Só que... fazia muito tempo que não comia aquilo.

— Vamos entrar e conversar. — Antônio viu a hesitação e acrescentou: — Eu e a Denise estamos aqui fora há um bom tempo.

Por Denise, embora contrariada, Lúcia abriu a porta.

Já que Antônio tinha vindo, era inevitável que conversassem.

— O que você quer comer?

Assim que entrou, Lúcia pegou uma das sacolas de Antônio e perguntou a Denise.

Denise inclinou a cabeça, pensando.

— Qualquer coisa! Se for a mamãe que fizer, eu gosto!

— Mas hoje eu estou um pouco cansada, não estou com vontade de cozinhar... que tal algo mais simples?

Lúcia falou sem pensar.

E, ao terminar, ela mesma se surpreendeu.

Antes, bastava Denise dizer que queria comer a comida dela: mesmo doente, ela iria para o fogão.

— Papai? — os olhos de Denise brilharam, mas logo ela franziu a testa, desconfiada. — O papai cozinha... fica gostoso?

Desde que nascera, Denise nunca tinha comido nada feito por Antônio.

Na lembrança dela, até quando ele ia à cozinha só para esquentar algo, Dona Sandra dizia: “Isso não é coisa para o senhor fazer”.

Como se o pai tivesse nascido para não entrar na cozinha.

A mão de Antônio parou no ar, ele quase se engasgou.

Ele olhou de soslaio para Lúcia. A expressão dela era claramente provocação.

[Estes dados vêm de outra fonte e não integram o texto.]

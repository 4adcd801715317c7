// Version Lineage
//
// Successor edges between versions, the per-item history DAG built
// from them, and the invariants every new lineage edge must satisfy.

pub mod dag;
pub mod invariants;
pub mod successor;

pub use dag::{TruncationReport, VersionHistoryDag, VersionHistoryDagStore};
pub use successor::{SuccessorStore, VersionSuccessor};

— Se não tentar, como vai saber? — Lúcia curvou os lábios. — Seu pai é tão competente. Isso não vai ser difícil para ele, vai?

— Isso! O papai é competente, então a comida vai ficar gostosa!

Ao ouvir a mãe, Denise recuperou a confiança em Antônio.

Antônio não queria cozinhar, mas, antes que pudesse abrir a boca, Lúcia e Denise já tinham se alternado, sem lhe dar espaço.

Lúcia começou a vasculhar as sacolas e puxou vários ingredientes.